Die WHO differenziert - im Gegensatz etwa zur Schweiz - bereits zwischen Geimpften und Umgeimpften. Obwohl noch unklar ist, inwieweit die vorhandenen Impfstoffe genau Schutz bieten können, richtet sich die WHO-Warnung vor Reisen in potenzielle Covid-Hotspots explizit an ungeimpfte, gefährdete (in der Regel also ältere) Menschen.
Genau solche besonnenen Reaktionen, sowie ein Ende der Gleichbehandlung von Geimpften und Ungeimpften, wird auch von weiten Teilen der Reisebranche gefordert.
Das schlägt der Bundesrat vor
An der gestrigen ausserordentlichen Sitzung hat der Bundesrat beschlossen, vorsorglich eine Konsultation zur Wiedereinführung bestimmter Massnahmen durchzuführen - wobei die Konsultation bei den Kantonen ultraschnell durchgeführt wird, nämlich heute Mittwochabend (1. Dezember 2021) abgeschlossen sein soll, mit dem Ziel, die Massnahmen per kommendem Montag (6. Dezember) rechtskräftig einzuführen.

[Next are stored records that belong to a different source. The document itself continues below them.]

pub mod info;
pub mod reports;
pub mod runs;
pub mod subtasks;
use std::fmt;

use chrono::{DateTime, Utc};
use serde::{Deserialize, Serialize};

/// The kind of information a subtask asks for during an info-gathering round.
#[derive(Debug, Clone, Copy, PartialEq, Eq, Serialize, Deserialize)]
#[serde(rename_all = "snake_case")]
pub enum InfoKind {
    /// Free-text clarification typed by the operator.
    Clarification,
    /// Data the operator submits (a value, a snippet, a table).
    UserData,
    /// Listing of a directory. Needs explicit approval first.
    DirectoryListing,
    /// Contents of a file. Needs explicit approval first.
    FileContent,
}

impl InfoKind {
    pub fn as_str(&self) -> &'static str {
        match self {
            InfoKind::Clarification => "natural_language",
            InfoKind::UserData => "user_data",
            InfoKind::DirectoryListing => "folder_content",
            InfoKind::FileContent => "open_file",
        }
    }

    /// Accepts the wire names plus the descriptive aliases.
    pub fn parse_str(s: &str) -> Option<Self> {
        match s.trim().to_lowercase().as_str() {
            "natural_language" | "clarification" => Some(InfoKind::Clarification),
            "user_data" | "data" => Some(InfoKind::UserData),
            "folder_content" | "directory_listing" | "directory" => {
                Some(InfoKind::DirectoryListing)
            }
            "open_file" | "file_content" | "file" => Some(InfoKind::FileContent),
            _ => None,
        }
    }

    /// Directory and file requests disclose local content, so the operator
    /// has to approve them before anything is fetched.
    pub fn requires_approval(&self) -> bool {
        matches!(self, InfoKind::DirectoryListing | InfoKind::FileContent)
    }
}

impl fmt::Display for InfoKind {
    fn fmt(&self, f: &mut fmt::Formatter<'_>) -> fmt::Result {
        f.write_str(self.as_str())
    }
}

#[derive(Debug, Clone, PartialEq, Serialize, Deserialize)]
pub struct InfoRequest {
    /// 1-based round number.
    pub round: u32,
    pub kind: InfoKind,
    pub question: String,
    pub justification: String,
    /// Path for directory/file requests.
    #[serde(default)]
    pub target: Option<String>,
}

#[derive(Debug, Clone, PartialEq, Serialize, Deserialize)]
pub struct InfoResponse {
    pub round: u32,
    pub value: Option<String>,
    /// Only set for kinds that require approval.
    pub approved: Option<bool>,
    pub declined: bool,
}

impl InfoResponse {
    pub fn provided(round: u32, value: impl Into<String>, approved: Option<bool>) -> Self {
        Self {
            round,
            value: Some(value.into()),
            approved,
            declined: false,
        }
    }

    pub fn declined(round: u32, approved: Option<bool>) -> Self {
        Self {
            round,
            value: None,
            approved,
            declined: true,
        }
    }
}

/// One complete round: what was asked and what came back.
#[derive(Debug, Clone, PartialEq, Serialize, Deserialize)]
pub struct InfoExchange {
    pub subtask_id: String,
    pub request: InfoRequest,
    pub response: InfoResponse,
    pub recorded_at: DateTime<Utc>,
}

Was wurde vorgeschlagen? Zunächst eine Ausweitung der Zertifikatspflicht im Innenbereich, sowohl für alle sportlichen und kulturellen Aktivitäten wie auch für private Treffen ab 11 Personen. Des Weiteren soll die Zertifikatspflicht bei Veranstaltungen im Freien auf Veranstaltungen ab 300 Teilnehmenden ausgeweitet werden. Für alle Innenbereiche von öffentlich zugänglichen Betrieben und Einrichtungen mit Zertifikatspflicht einschliesslich der zertifikatspflichtigen Veranstaltungen im Innern soll zusätzlich eine Maskenpflicht eingeführt werden. In der Gastronomie wird wieder die Sitzpflicht bei Konsumation eingeführt; Kontaktdaten sind zu erheben. Dazu gibt es zur Einschränkung der Kontakte am Arbeitsplatz und zur Reduktion des Personenaufkommens im öffentlichen Verkehr drei Varianten, die von Maskenpflicht bis Home-Office-Pflicht reichen. Nicht zuletzt werden alle Schulen der obligatorischen Schulen und der Sekundarstufe verpflichtet werden, repetitive Tests anzubieten.

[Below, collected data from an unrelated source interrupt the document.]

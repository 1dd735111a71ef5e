pub mod config;
pub mod decomposer;
pub mod dispatch;
pub mod error;
pub mod info_gathering;
pub mod orchestrator;
pub mod parse;
pub mod ports;
pub mod process;
pub mod review;
pub mod subtask_runner;
pub mod validation;

pub use error::{FormatError, OrchestrationError};
pub use orchestrator::{Orchestrator, OrchestratorConfig};
pub use ports::{ConfirmationPort, Ports, ReasoningPort, ToolOutcome, ToolPort};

Für die Reisebranche ist dies alles soweit ok. Problematischer wird es mit dem Vorschlag zur Beschränkung der Gültigkeitsdauer der Testzertifikate. Demnach wären PCR-Tests nicht mehr 72 Stunden, sondern nur noch 48 Stunden gültig; die Gültigkeitsdauer der Antigen-Schnelltests würde von 48 Stunden auf 24 Stunden reduziert. Das würde die ohnehin schon komplizierte Zeitrechnerei im Vorfeld von Reisen, bei denen eine PCR- oder Antigen-Testung Pflicht ist, nochmals verschlimmern und dürfte sich durchaus negativ auf die Nachfrage auswirken.
Die Massnahmen sollen vorerst bis am 24. Januar 2022 befristet sein. Sollte die Quarantänepflicht beibehalten werden und alles wie vom Bundesrat vorgeschlagen durchgewunken werden, kann sich die Reisebranche in den kommenden Wochen auf eine Art Winterschlaf einstellen.